Stored items
Content starts
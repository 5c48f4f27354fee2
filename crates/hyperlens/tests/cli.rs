#![cfg(unix)]

use hyperlens_test_utils::payloads::{discover_payload, export_payload, inspect_payload};
use hyperlens_test_utils::{FakeEngine, TableFixture};
use serde::Deserialize;
use std::fs;
use std::path::{Path, PathBuf};
use std::process::{Command, Output};
use tempfile::TempDir;

fn hyperlens_bin() -> PathBuf {
    PathBuf::from(env!("CARGO_BIN_EXE_hyperlens"))
}

/// A scratch HYPERLENS_HOME whose config points at `engine`.
fn home_for(engine: &FakeEngine) -> TempDir {
    let home = TempDir::new().expect("create temp home");
    fs::write(home.path().join("config.toml"), engine.config_toml()).expect("write config");
    home
}

fn run_cli(home: &Path, args: &[&str]) -> Output {
    let mut cmd = Command::new(hyperlens_bin());
    cmd.args(args)
        .env("HYPERLENS_HOME", home)
        .env("RUST_LOG", "error")
        .env_remove("HYPERLENS_ENGINE")
        .env_remove("HYPERLENS_STAGING_DIR");
    cmd.output().expect("failed to execute hyperlens CLI")
}

fn describe(output: &Output) -> String {
    format!(
        "status: {:?}\nstdout:\n{}\nstderr:\n{}",
        output.status,
        String::from_utf8_lossy(&output.stdout),
        String::from_utf8_lossy(&output.stderr)
    )
}

fn parse_json_output(output: &Output) -> serde_json::Value {
    let stdout = String::from_utf8_lossy(&output.stdout);
    let json_start = stdout
        .find(|c| c == '{' || c == '[')
        .unwrap_or_else(|| panic!("no JSON payload found in output\n{}", describe(output)));
    let mut deserializer = serde_json::Deserializer::from_str(&stdout[json_start..]);
    serde_json::Value::deserialize(&mut deserializer)
        .unwrap_or_else(|err| panic!("failed to parse JSON output: {}\n{}", err, describe(output)))
}

fn write_hyper(dir: &Path, name: &str, len: usize) -> PathBuf {
    let path = dir.join(name);
    fs::write(&path, vec![0u8; len]).expect("write fixture");
    path
}

#[test]
fn test_discover_json_lists_only_hyper_files() {
    let data = TempDir::new().unwrap();
    let extract = write_hyper(data.path(), "a.hyper", 1024);
    fs::write(data.path().join("b.txt"), "not an extract").unwrap();

    let engine = FakeEngine::responding(&discover_payload(data.path(), &[&extract]));
    let home = home_for(&engine);

    let dir_arg = data.path().to_string_lossy().to_string();
    let output = run_cli(home.path(), &["discover", &dir_arg, "--json"]);
    assert!(output.status.success(), "{}", describe(&output));

    let json = parse_json_output(&output);
    assert_eq!(json["files_found"], 1);
    assert_eq!(json["files"][0]["name"], "a.hyper");
    assert_eq!(json["files"][0]["size"], 1024);
    assert_eq!(engine.recorded_args(), vec!["discover".to_string(), dir_arg]);
}

#[test]
fn test_inspect_missing_file_fails_without_engine_call() {
    let engine = FakeEngine::responding(&inspect_payload("a.hyper", &[]));
    let home = home_for(&engine);

    let output = run_cli(home.path(), &["inspect", "/nonexistent/a.hyper"]);
    assert_eq!(output.status.code(), Some(1), "{}", describe(&output));

    let stderr = String::from_utf8_lossy(&output.stderr);
    assert!(stderr.contains("ERROR: File not found"), "{}", stderr);
    assert!(stderr.contains("TRY:"), "{}", stderr);
    assert!(engine.recorded_calls().is_empty());
}

#[test]
fn test_inspect_prints_tables() {
    let data = TempDir::new().unwrap();
    let extract = write_hyper(data.path(), "sales.hyper", 4096);
    let engine = FakeEngine::responding(&inspect_payload(
        "sales.hyper",
        &[TableFixture::numbered("Orders", 1200)],
    ));
    let home = home_for(&engine);

    let output = run_cli(home.path(), &["inspect", &extract.to_string_lossy()]);
    assert!(output.status.success(), "{}", describe(&output));

    let stdout = String::from_utf8_lossy(&output.stdout);
    assert!(stdout.contains("Extract.Orders"), "{}", stdout);
    assert!(stdout.contains("1,200"), "{}", stdout);
    assert!(stdout.contains("row 1"), "{}", stdout);
}

#[test]
fn test_export_rejects_zero_max_rows() {
    let data = TempDir::new().unwrap();
    let extract = write_hyper(data.path(), "sales.hyper", 64);
    let engine = FakeEngine::responding(&export_payload("sales.hyper", &[], None));
    let home = home_for(&engine);

    let output = run_cli(
        home.path(),
        &["export", &extract.to_string_lossy(), "--max-rows", "0"],
    );
    assert_eq!(output.status.code(), Some(1), "{}", describe(&output));
    assert!(String::from_utf8_lossy(&output.stderr).contains("Invalid --max-rows value"));
    assert!(engine.recorded_calls().is_empty());
}

#[test]
fn test_export_csv_to_file() {
    let data = TempDir::new().unwrap();
    let extract = write_hyper(data.path(), "sales.hyper", 64);
    let out_path = data.path().join("sales.csv");
    let engine = FakeEngine::responding(&export_payload(
        "sales.hyper",
        &[TableFixture::numbered("Orders", 3)],
        Some(2),
    ));
    let home = home_for(&engine);

    let output = run_cli(
        home.path(),
        &[
            "export",
            &extract.to_string_lossy(),
            "--max-rows",
            "2",
            "--format",
            "csv",
            "--output",
            &out_path.to_string_lossy(),
        ],
    );
    assert!(output.status.success(), "{}", describe(&output));
    assert!(String::from_utf8_lossy(&output.stdout).contains("Exported 2 rows"));

    let csv = fs::read_to_string(&out_path).unwrap();
    assert_eq!(csv, "# Extract.Orders\nid,label\n1,row 1\n2,row 2\n");

    let args = engine.recorded_args();
    assert_eq!(&args[0], "export");
    assert_eq!(&args[2..], ["--max-rows", "2"]);
}

#[test]
fn test_export_json_to_stdout_sample() {
    let data = TempDir::new().unwrap();
    let extract = write_hyper(data.path(), "sales.hyper", 64);
    let engine = FakeEngine::responding(&export_payload(
        "sales.hyper",
        &[TableFixture::numbered("Orders", 20)],
        Some(5),
    ));
    let home = home_for(&engine);

    let output = run_cli(
        home.path(),
        &["export", &extract.to_string_lossy(), "--sample", "--max-rows", "100"],
    );
    assert!(output.status.success(), "{}", describe(&output));

    let json = parse_json_output(&output);
    assert_eq!(json["export_type"], "sample_only");
    assert_eq!(json["tables"][0]["exported_rows"], 5);
    assert_eq!(json["tables"][0]["data"].as_array().unwrap().len(), 5);
    assert_eq!(&engine.recorded_args()[2..], ["--sample-only"]);
}

#[test]
fn test_engine_failure_reports_stderr() {
    let data = TempDir::new().unwrap();
    let extract = write_hyper(data.path(), "broken.hyper", 64);
    let engine = FakeEngine::failing(2, "file is corrupt");
    let home = home_for(&engine);

    let output = run_cli(home.path(), &["inspect", &extract.to_string_lossy()]);
    assert_eq!(output.status.code(), Some(1), "{}", describe(&output));
    let stderr = String::from_utf8_lossy(&output.stderr);
    assert!(stderr.contains("file is corrupt"), "{}", stderr);
    assert!(!stderr.contains("panicked"), "{}", stderr);
}

#[test]
fn test_engine_failure_json_error() {
    let data = TempDir::new().unwrap();
    let extract = write_hyper(data.path(), "broken.hyper", 64);
    let engine = FakeEngine::failing(2, "file is corrupt");
    let home = home_for(&engine);

    let output = run_cli(home.path(), &["inspect", &extract.to_string_lossy(), "--json"]);
    assert_eq!(output.status.code(), Some(1), "{}", describe(&output));

    let json = parse_json_output(&output);
    assert_eq!(json["success"], false);
    assert_eq!(json["kind"], "engine_failure");
    assert!(json["error"].as_str().unwrap().contains("file is corrupt"));
}

#[test]
fn test_config_json_reports_engine() {
    let engine = FakeEngine::from_script("exit 0");
    let home = home_for(&engine);

    let output = run_cli(home.path(), &["config", "--json"]);
    assert!(output.status.success(), "{}", describe(&output));

    let json = parse_json_output(&output);
    assert_eq!(json["home"], home.path().to_string_lossy().into_owned());
    assert_eq!(json["config_file"]["exists"], true);
    assert_eq!(json["logs"]["max_files"], 5);
    assert_eq!(json["engine"]["program"], "/bin/sh");
    assert_eq!(
        json["engine"]["args"][0],
        engine.script_path().to_string_lossy().into_owned()
    );
}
Content ends
DIRECTIONS
Give back the opening line of the records above and every line after it, up to and including the one with "use std::fs;", unchanged.

SOLUTION
repository 5c48f4f27354fee2
filename crates/hyperlens/tests/cli.rs
#![cfg(unix)]

use hyperlens_test_utils::payloads::{discover_payload, export_payload, inspect_payload};
use hyperlens_test_utils::{FakeEngine, TableFixture};
use serde::Deserialize;
use std::fs;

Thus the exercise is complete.